C.Kwon

Carried Away With Emotion

CKwon 2008. 8. 18. 01:15

Over the years Bela Karolyi has put his bearlike self in front of so many cameras, hugging so many of his tiny girl gymnasts, that I almost cannot stand to watch anymore. Those hugs are self-promotional in nature, done for the benefit of the judges and, one supposes, the little girls watching on TV who might one day aspire to train in Karolyi's gym. Rest assured, he doesn't hug his charges like that when they practice till the tears fall. His displays of affection are affected for the eyes of the crowds.

 

But when Karolyi carried injured Kerri Strug in his arms like a crippled child so that she could receive her team gold medal with her teammates, I couldn't look away. This was no contrived Karolyi moment. A few minutes before, Strug had been helped off the floor, weeping, having collapsed with two torn ligaments in her left ankle after her final vault. She was placed on a stretcher and fitted with a temporary cast, then told she was being taken for X-rays. "Bela! Bela!" Strug called out, crying. "They're taking me to the hospital."

 

"No one's taking you anywhere until you get your gold medal," he assured her, lifting her off the stretcher. Strug's teammates, wondering about her condition and whereabouts, had refused to proceed to the medal stand without her. Reunited, the American team marched out as a group, Strug and Karolyi last.

 

"Wave to the crowd, Kerri," Karolyi whispered, and she did.
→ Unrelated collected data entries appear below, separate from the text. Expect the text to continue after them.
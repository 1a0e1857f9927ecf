// WebRTC Transport - peer-to-peer data channels
use async_trait::async_trait;
use serde_json::Value;
use std::collections::HashMap;

use crate::auth::AuthConfig;
use crate::errors::UtcpError;
use crate::providers::base::Provider;
use crate::providers::webrtc::WebRtcProvider;
use crate::tools::Tool;
use crate::transports::{stream::StreamResult, ClientTransport};

pub struct WebRtcTransport;

impl Default for WebRtcTransport {
    fn default() -> Self {
        Self::new()
    }
}

impl WebRtcTransport {
    pub fn new() -> Self {
        Self
    }

    fn apply_auth(&self, _auth: &AuthConfig) -> Result<(), UtcpError> {
        Err(UtcpError::Authentication("authentication is not yet supported by the WebRTC transport".into()))
    }

    fn check_auth(&self, prov: &WebRtcProvider) -> Result<(), UtcpError> {
        if let Some(auth) = prov.base.auth.as_ref() {
            self.apply_auth(auth)?;
        }
        Ok(())
    }

    /// Parses the provider's inline tool list. Every element must be a JSON object
    /// decodable as a `Tool`; anything else is a registration-time error.
    fn parse_inline_tools(prov: &WebRtcProvider) -> Result<Vec<Tool>, UtcpError> {
        prov.tools
            .iter()
            .map(|entry| {
                if !entry.is_object() {
                    return Err(UtcpError::InvalidProvider(format!(
                        "WebRTC provider '{}' has a non-object entry in its inline tool list",
                        prov.base.name
                    )));
                }
                let mut tool: Tool = serde_json::from_value(entry.clone())
                    .map_err(|e| UtcpError::InvalidProvider(format!("invalid inline tool for provider '{}': {e}", prov.base.name)))?;
                tool.provider_name = Some(prov.base.name.clone());
                Ok(tool)
            })
            .collect()
    }
}

#[async_trait]
impl ClientTransport for WebRtcTransport {
    fn name(&self) -> &'static str {
        "webrtc"
    }

    async fn register_tool_provider(&self, prov: &dyn Provider) -> Result<Vec<Tool>, UtcpError> {
        let webrtc_prov = prov
            .as_any()
            .downcast_ref::<WebRtcProvider>()
            .ok_or_else(|| UtcpError::InvalidProvider("expected a WebRTC provider".into()))?;

        self.check_auth(webrtc_prov)?;
        Self::parse_inline_tools(webrtc_prov)
    }

    async fn deregister_tool_provider(&self, _prov: &dyn Provider) -> Result<(), UtcpError> {
        Ok(())
    }

    async fn call_tool(
        &self,
        tool_name: &str,
        _args: HashMap<String, Value>,
        prov: &dyn Provider,
    ) -> Result<Value, UtcpError> {
        let webrtc_prov = prov
            .as_any()
            .downcast_ref::<WebRtcProvider>()
            .ok_or_else(|| UtcpError::InvalidProvider("expected a WebRTC provider".into()))?;

        self.check_auth(webrtc_prov)?;

        // Peer connection negotiation (signaling exchange, ICE gathering, data
        // channel open) is out of scope; providers only describe their tools here.
        Err(UtcpError::NoTransport(format!(
            "WebRTC transport requires a live data channel to call '{tool_name}', which is not established by this client"
        )))
    }

    async fn call_tool_stream(
        &self,
        _tool_name: &str,
        _args: HashMap<String, Value>,
        prov: &dyn Provider,
    ) -> Result<Box<dyn StreamResult>, UtcpError> {
        let webrtc_prov = prov
            .as_any()
            .downcast_ref::<WebRtcProvider>()
            .ok_or_else(|| UtcpError::InvalidProvider("expected a WebRTC provider".into()))?;

        self.check_auth(webrtc_prov)?;
        Err(UtcpError::NoTransport("webrtc transport does not support streaming".into()))
    }
}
As the coach looked down at his longtime pupil, the girl who had always been No. 2 in his gym, the quiet, competent understudy, Karolyi's eyes were filled with pride and something I had never seen in them before: respect. Her bravery had surprised even him.

 

That shy, halting wave of Kerri Strug's was filled with many emotions: pride, humility, pain, even sadness, for Strug, unused to the starring role, had no idea that she was perceived as a hero. All she knew, beyond the certainty of the gold medal, was that she had injured herself too badly to compete in the individual all-around competition two days later, a goal she'd clung to for the past four years. Thus was her moment of greatest triumph also her moment of greatest disappointment. Her will had found a way to block out the pain for a few crucial seconds, but it had exacted a punishing price. She had literally sacrificed herself for the team.